Chris William Sanchirico
This article discusses three strands of the literature on optimal redistributional instruments. The first strand concerns what is sometimes referred to as the ‘tax substitution argument’, which supports the proposition that distributional goals should generally be pursued exclusively through taxes (and subsidies) on labour earnings. The argument rests the controversial assumption that, controlling for labour earnings, all individuals are identical. The second strand, a response to the first, attempts to counter the view that labour earnings exclusivity for redistributional policy is the natural lesson of the economic literature on ‘optimal taxation’. This second subliterature examines the consequences of removing the tax substitution assumption while retaining, arguendo, the optimal tax and policy framework.
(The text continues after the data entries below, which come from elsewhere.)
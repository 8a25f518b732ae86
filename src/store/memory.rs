//! Thread-safe in-memory [`CredentialStore`] implementation for local development and tests.

// self
use crate::{
	_prelude::*,
	auth::{StoreKey, TokenBundle},
	store::{self, CredentialStore, StoreFuture},
};

type StoreMap = Arc<RwLock<HashMap<StoreKey, TokenBundle>>>;

/// Thread-safe storage backend that keeps bundles in-process for tests and demos.
#[derive(Clone, Debug, Default)]
pub struct MemoryStore(StoreMap);
impl MemoryStore {
	/// Inserts a bundle verbatim, bypassing admission.
	///
	/// Intended for seeding fixtures and migrating snapshots; `created_at` is
	/// left exactly as provided.
	pub fn insert_raw(&self, key: StoreKey, bundle: TokenBundle) {
		self.0.write().insert(key, bundle);
	}

	/// Number of stored bundles.
	pub fn len(&self) -> usize {
		self.0.read().len()
	}

	/// Returns `true` when nothing is stored.
	pub fn is_empty(&self) -> bool {
		self.0.read().is_empty()
	}

	fn get_now(map: &StoreMap, key: &StoreKey) -> Option<TokenBundle> {
		map.read().get(key).cloned()
	}

	fn put_now(map: &StoreMap, key: StoreKey, bundle: TokenBundle) -> Option<TokenBundle> {
		let admitted = store::admit(bundle)?;

		map.write().insert(key, admitted.clone());

		Some(admitted)
	}

	fn clear_now(map: &StoreMap, key: &StoreKey) {
		map.write().remove(key);
	}
}
impl CredentialStore for MemoryStore {
	fn get<'a>(&'a self, key: &'a StoreKey) -> StoreFuture<'a, Option<TokenBundle>> {
		let map = self.0.clone();
		let key = key.clone();

		Box::pin(async move { Ok(Self::get_now(&map, &key)) })
	}

	fn put<'a>(
		&'a self,
		key: &'a StoreKey,
		bundle: TokenBundle,
	) -> StoreFuture<'a, Option<TokenBundle>> {
		let map = self.0.clone();
		let key = key.clone();

		Box::pin(async move { Ok(Self::put_now(&map, key, bundle)) })
	}

	fn clear<'a>(&'a self, key: &'a StoreKey) -> StoreFuture<'a, ()> {
		let map = self.0.clone();
		let key = key.clone();

		Box::pin(async move {
			Self::clear_now(&map, &key);

			Ok(())
		})
	}
}
// self
use oauth2_vault::{
	_preludet::*,
	auth::CollectionUid,
	config::{GrantConfig, GrantType},
	trace::ExchangeStatus,
};

#[tokio::test]
async fn unreachable_endpoint_records_a_synthetic_exchange() {
	// Nothing listens on the discard port; the connection fails immediately.
	let config = GrantConfig::builder(
		GrantType::ClientCredentials,
		Url::parse("http://127.0.0.1:9/token").expect("Unreachable URL should parse."),
	)
	.client_id("client-1")
	.build()
	.expect("Config should build.");
	let (vault, store) = build_reqwest_test_vault();
	let collection = CollectionUid::new("col-net").expect("Collection fixture should be valid.");
	let err = vault
		.client_credentials(&config, &collection, false)
		.await
		.expect_err("A transport failure must reject the acquisition.");

	assert!(matches!(err, Error::TokenEndpoint { status: None, .. }));

	let debug = err.debug_info().expect("The failure should carry the exchange trace.");

	assert_eq!(debug.data.len(), 1, "The synthetic exchange must be recorded.");

	let exchange = &debug.data[0];

	assert!(!exchange.completed, "A transport failure never completes the exchange.");

	let response =
		exchange.response.as_ref().expect("The synthetic response must be attached.");

	assert_eq!(response.status, ExchangeStatus::Unreached);
	assert_eq!(response.status_text, "NETWORK_ERROR");
	assert!(
		response.headers.iter().any(|(name, value)| name == "error-class" && value == "NETWORK_ERROR"),
		"The synthetic response carries an error-class header.",
	);
	assert!(response.error.is_some());
	assert!(store.is_empty(), "Nothing may be persisted after a transport failure.");
}
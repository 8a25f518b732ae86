//! Strongly typed identifiers enforced across the vault domain.

// std
use std::{borrow::Borrow, ops::Deref};
// self
use crate::_prelude::*;

macro_rules! def_id {
	($name:ident, $doc:literal, $kind:literal) => {
		#[doc = $doc]
		#[derive(Clone, PartialEq, Eq, PartialOrd, Ord, Hash, Serialize, Deserialize)]
		#[serde(try_from = "String", into = "String")]
		pub struct $name(String);
		impl $name {
			/// Creates a new identifier after validation.
			pub fn new(value: impl AsRef<str>) -> Result<Self, IdentifierError> {
				let view = value.as_ref();

				validate_view($kind, view)?;

				Ok(Self(view.to_owned()))
			}
		}
		impl Deref for $name {
			type Target = str;

			fn deref(&self) -> &Self::Target {
				&self.0
			}
		}
		impl AsRef<str> for $name {
			fn as_ref(&self) -> &str {
				&self.0
			}
		}
		impl From<$name> for String {
			fn from(value: $name) -> Self {
				value.0
			}
		}
		impl TryFrom<String> for $name {
			type Error = IdentifierError;

			fn try_from(value: String) -> Result<Self, Self::Error> {
				validate_view($kind, &value)?;

				Ok(Self(value))
			}
		}
		impl Borrow<str> for $name {
			fn borrow(&self) -> &str {
				&self.0
			}
		}
		impl Debug for $name {
			fn fmt(&self, f: &mut Formatter) -> FmtResult {
				write!(f, concat!($kind, "({})"), self.0)
			}
		}
		impl Display for $name {
			fn fmt(&self, f: &mut Formatter) -> FmtResult {
				f.write_str(&self.0)
			}
		}
		impl FromStr for $name {
			type Err = IdentifierError;

			fn from_str(s: &str) -> Result<Self, Self::Err> {
				Self::new(s)
			}
		}
	};
}

const IDENTIFIER_MAX_LEN: usize = 128;

/// Error returned when identifier validation fails.
#[derive(Clone, Debug, PartialEq, Eq, Serialize, ThisError)]
pub enum IdentifierError {
	/// The identifier was empty or whitespace.
	#[error("{kind} identifier cannot be empty.")]
	Empty {
		/// Kind of identifier (collection, credentials).
		kind: &'static str,
	},
	/// The identifier contains whitespace characters.
	#[error("{kind} identifier contains whitespace.")]
	ContainsWhitespace {
		/// Kind of identifier (collection, credentials).
		kind: &'static str,
	},
	/// The identifier exceeded the allowed character count.
	#[error("{kind} identifier exceeds {max} characters.")]
	TooLong {
		/// Kind of identifier (collection, credentials).
		kind: &'static str,
		/// Maximum permitted character count.
		max: usize,
	},
}

def_id! { CollectionUid, "Unique identifier for the collection that owns a credential.", "Collection" }
def_id! { CredentialsId, "Caller-chosen label that lets distinct token bundles share a token endpoint.", "Credentials" }

fn validate_view(kind: &'static str, view: &str) -> Result<(), IdentifierError> {
	if view.is_empty() {
		return Err(IdentifierError::Empty { kind });
	}
	if view.chars().any(char::is_whitespace) {
		return Err(IdentifierError::ContainsWhitespace { kind });
	}
	if view.len() > IDENTIFIER_MAX_LEN {
		return Err(IdentifierError::TooLong { kind, max: IDENTIFIER_MAX_LEN });
	}

	Ok(())
}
The third strand of the literature, concerning ‘policy uncertainty’, steps outside the bounds of the conventional model of optimal tax and policy. It first arises as a kind of alternative defence of labour earnings exclusivity in light of the challenge posed by policy eclecticism. Even if the conventional optimal tax and policy model sans tax substitution assumption points toward eclecticism, the defence proceeds, policymakers lack adequate information about the proper direction and scale of distributionally motivated adjustments to other policy instruments. Given the risk of perverse unintended consequences, policymakers should refrain from distributionally motivated tinkering.